# EXERCISE PROMPT:
The answer must consist of every line in the records that contains the word "version".

# DATASET RECORDS:
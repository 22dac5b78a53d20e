use crate::constants::MANIFEST_FILE;
use anyhow::{Context, Result};
use serde::Deserialize;
use std::path::Path;

/// The package manifest colocated with the installer. Only the version is
/// needed to pick a release tag; other fields are ignored.
#[derive(Debug, Deserialize)]
pub struct PackageManifest {
    pub version: String,
}

impl PackageManifest {
    pub fn load(dir: &Path) -> Result<Self> {
        let path = dir.join(MANIFEST_FILE);
        let raw = std::fs::read_to_string(&path)
            .with_context(|| format!("Failed to read manifest at {}", path.display()))?;
        let manifest = serde_json::from_str(&raw)
            .with_context(|| format!("Malformed manifest at {}", path.display()))?;
        Ok(manifest)
    }
}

# ANSWER SECTION:
/// The package manifest colocated with the installer. Only the version is
    pub version: String,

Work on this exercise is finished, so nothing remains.